▶ [Task] Set down every record below exactly as written.

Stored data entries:
● ● ● ● ● ● ●

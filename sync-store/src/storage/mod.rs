//! Storage layer for sync-store.
//!
//! Provides the mirror tables behind a single async trait so the engine can
//! be exercised against any backend.

mod sqlite;

pub use sqlite::SqliteStorage;

use crate::error::StorageResult;
use async_trait::async_trait;
use chrono::{DateTime, Utc};
use sync_types::{Comment, Issue, IssueId, RepoScope};

/// Result rows returned by search when the caller does not ask for a limit.
pub const DEFAULT_SEARCH_LIMIT: u32 = 50;

/// How a comment batch was applied.
#[derive(Debug, Clone, Copy, PartialEq, Eq)]
pub enum WriteMode {
    /// No comment cursor existed: stored comments were deleted first.
    Replace,
    /// A comment cursor existed: the batch was merged by id.
    Merge,
}

/// Summary of a `save_comments` call.
#[derive(Debug, Clone, Copy, PartialEq, Eq)]
pub struct CommentWrite {
    /// Replace or merge.
    pub mode: WriteMode,
    /// Comments inserted or updated.
    pub written: usize,
    /// Comments deleted by a full replace.
    pub removed: u64,
}

/// Aggregate view of one repository's mirror.
#[derive(Debug, Clone, PartialEq, Eq)]
pub struct RepoStatus {
    /// Repository described.
    pub repository: RepoScope,
    /// Stored issues (pull requests included).
    pub issue_count: u64,
    /// Stored issues in the "open" state.
    pub open_issue_count: u64,
    /// Stored comments.
    pub comment_count: u64,
    /// Newest `updated_at` among stored issues.
    pub latest_issue_update: Option<DateTime<Utc>>,
    /// Newest `updated_at` among stored comments.
    pub latest_comment_update: Option<DateTime<Utc>>,
    /// Current issue cursor.
    pub last_issue_sync: Option<DateTime<Utc>>,
    /// Issues with a comment cursor.
    pub synced_threads: u64,
}

/// Rows removed by a teardown.
#[derive(Debug, Clone, Copy, PartialEq, Eq, Default)]
pub struct CleanupSummary {
    /// Issue rows deleted.
    pub issues: u64,
    /// Comment rows deleted.
    pub comments: u64,
    /// Comment cursors deleted.
    pub comment_cursors: u64,
    /// Repository cursors deleted (0 or 1).
    pub repo_cursors: u64,
}

/// Trait for mirror storage backends.
///
/// Writes that account for fetched data (`save_issues`, `save_comments`) are
/// atomic. Cursor writes are separate statements that the engine issues only
/// after the corresponding data write returned.
#[async_trait]
pub trait MirrorStorage: Send + Sync {
    /// Issue cursor of a repository (`None` until the first non-empty sync).
    async fn issue_cursor(&self, scope: &RepoScope) -> StorageResult<Option<DateTime<Utc>>>;

    /// Create or move the issue cursor of a repository.
    async fn set_issue_cursor(&self, scope: &RepoScope, at: DateTime<Utc>) -> StorageResult<()>;

    /// Comment cursor of an issue (`None` = comments never synced).
    async fn comment_cursor(
        &self,
        issue_id: IssueId,
        scope: &RepoScope,
    ) -> StorageResult<Option<DateTime<Utc>>>;

    /// Create or move the comment cursor of an issue.
    async fn set_comment_cursor(
        &self,
        issue_id: IssueId,
        scope: &RepoScope,
        at: DateTime<Utc>,
    ) -> StorageResult<()>;

    /// Delete the comment cursor of an issue, forcing the next comment write
    /// to be a full replace. Returns whether a cursor existed.
    async fn clear_comment_cursor(&self, issue_id: IssueId, scope: &RepoScope)
        -> StorageResult<bool>;

    /// Upsert a batch of issues by id in one transaction.
    ///
    /// Returns the number of issues written.
    async fn save_issues(&self, issues: &[Issue]) -> StorageResult<usize>;

    /// Write one issue's comment batch in one transaction.
    ///
    /// Without a comment cursor, every stored comment of the issue is deleted
    /// first; with one, the batch is merged by id.
    async fn save_comments(
        &self,
        issue_id: IssueId,
        scope: &RepoScope,
        comments: &[Comment],
    ) -> StorageResult<CommentWrite>;

    /// Look up an issue by its human-facing number.
    async fn find_issue(&self, scope: &RepoScope, number: i64) -> StorageResult<Option<Issue>>;

    /// Comments of an issue, oldest first. Empty when the issue is unknown.
    async fn comments_for_issue(&self, scope: &RepoScope, number: i64)
        -> StorageResult<Vec<Comment>>;

    /// Case-insensitive substring search over title, body, author and labels,
    /// most recently updated first.
    async fn search_issues(
        &self,
        scope: &RepoScope,
        needle: &str,
        limit: u32,
    ) -> StorageResult<Vec<Issue>>;

    /// Case-insensitive substring search over comment body and author, most
    /// recently updated first.
    async fn search_comments(
        &self,
        scope: &RepoScope,
        needle: &str,
        limit: u32,
    ) -> StorageResult<Vec<Comment>>;

    /// Counts, newest timestamps and cursor state of a repository.
    async fn status(&self, scope: &RepoScope) -> StorageResult<RepoStatus>;

    /// Delete every row and cursor of a repository in one transaction.
    async fn cleanup(&self, scope: &RepoScope) -> StorageResult<CleanupSummary>;
}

● ● ● ● ● ● ●

▶ [Solution for this exercise]
filename sync-store/src/storage/mod.rs
//! Storage layer for sync-store.
//!
//! Provides the mirror tables behind a single async trait so the engine can
//! be exercised against any backend.

mod sqlite;

pub use sqlite::SqliteStorage;

use crate::error::StorageResult;
use async_trait::async_trait;
use chrono::{DateTime, Utc};
use sync_types::{Comment, Issue, IssueId, RepoScope};

/// Result rows returned by search when the caller does not ask for a limit.
pub const DEFAULT_SEARCH_LIMIT: u32 = 50;

/// How a comment batch was applied.
#[derive(Debug, Clone, Copy, PartialEq, Eq)]
pub enum WriteMode {
    /// No comment cursor existed: stored comments were deleted first.
    Replace,
    /// A comment cursor existed: the batch was merged by id.
    Merge,
}

/// Summary of a `save_comments` call.
#[derive(Debug, Clone, Copy, PartialEq, Eq)]
pub struct CommentWrite {
    /// Replace or merge.
    pub mode: WriteMode,
    /// Comments inserted or updated.
    pub written: usize,
    /// Comments deleted by a full replace.
    pub removed: u64,
}

/// Aggregate view of one repository's mirror.
#[derive(Debug, Clone, PartialEq, Eq)]
pub struct RepoStatus {
    /// Repository described.
    pub repository: RepoScope,
    /// Stored issues (pull requests included).
    pub issue_count: u64,
    /// Stored issues in the "open" state.
    pub open_issue_count: u64,
    /// Stored comments.
    pub comment_count: u64,
    /// Newest `updated_at` among stored issues.
    pub latest_issue_update: Option<DateTime<Utc>>,
    /// Newest `updated_at` among stored comments.
    pub latest_comment_update: Option<DateTime<Utc>>,
    /// Current issue cursor.
    pub last_issue_sync: Option<DateTime<Utc>>,
    /// Issues with a comment cursor.
    pub synced_threads: u64,
}

/// Rows removed by a teardown.
#[derive(Debug, Clone, Copy, PartialEq, Eq, Default)]
pub struct CleanupSummary {
    /// Issue rows deleted.
    pub issues: u64,
    /// Comment rows deleted.
    pub comments: u64,
    /// Comment cursors deleted.
    pub comment_cursors: u64,
    /// Repository cursors deleted (0 or 1).
    pub repo_cursors: u64,
}

/// Trait for mirror storage backends.
///
/// Writes that account for fetched data (`save_issues`, `save_comments`) are
/// atomic. Cursor writes are separate statements that the engine issues only
/// after the corresponding data write returned.
#[async_trait]
pub trait MirrorStorage: Send + Sync {
    /// Issue cursor of a repository (`None` until the first non-empty sync).
    async fn issue_cursor(&self, scope: &RepoScope) -> StorageResult<Option<DateTime<Utc>>>;

    /// Create or move the issue cursor of a repository.
    async fn set_issue_cursor(&self, scope: &RepoScope, at: DateTime<Utc>) -> StorageResult<()>;

    /// Comment cursor of an issue (`None` = comments never synced).
    async fn comment_cursor(
        &self,
        issue_id: IssueId,
        scope: &RepoScope,
    ) -> StorageResult<Option<DateTime<Utc>>>;

    /// Create or move the comment cursor of an issue.
    async fn set_comment_cursor(
        &self,
        issue_id: IssueId,
        scope: &RepoScope,
        at: DateTime<Utc>,
    ) -> StorageResult<()>;

    /// Delete the comment cursor of an issue, forcing the next comment write
    /// to be a full replace. Returns whether a cursor existed.
    async fn clear_comment_cursor(&self, issue_id: IssueId, scope: &RepoScope)
        -> StorageResult<bool>;

    /// Upsert a batch of issues by id in one transaction.
    ///
    /// Returns the number of issues written.
    async fn save_issues(&self, issues: &[Issue]) -> StorageResult<usize>;

    /// Write one issue's comment batch in one transaction.
    ///
    /// Without a comment cursor, every stored comment of the issue is deleted
    /// first; with one, the batch is merged by id.
    async fn save_comments(
        &self,
        issue_id: IssueId,
        scope: &RepoScope,
        comments: &[Comment],
    ) -> StorageResult<CommentWrite>;

    /// Look up an issue by its human-facing number.
    async fn find_issue(&self, scope: &RepoScope, number: i64) -> StorageResult<Option<Issue>>;

    /// Comments of an issue, oldest first. Empty when the issue is unknown.
    async fn comments_for_issue(&self, scope: &RepoScope, number: i64)
        -> StorageResult<Vec<Comment>>;

    /// Case-insensitive substring search over title, body, author and labels,
    /// most recently updated first.
    async fn search_issues(
        &self,
        scope: &RepoScope,
        needle: &str,
        limit: u32,
    ) -> StorageResult<Vec<Issue>>;

    /// Case-insensitive substring search over comment body and author, most
    /// recently updated first.
    async fn search_comments(
        &self,
        scope: &RepoScope,
        needle: &str,
        limit: u32,
    ) -> StorageResult<Vec<Comment>>;

    /// Counts, newest timestamps and cursor state of a repository.
    async fn status(&self, scope: &RepoScope) -> StorageResult<RepoStatus>;

    /// Delete every row and cursor of a repository in one transaction.
    async fn cleanup(&self, scope: &RepoScope) -> StorageResult<CleanupSummary>;
}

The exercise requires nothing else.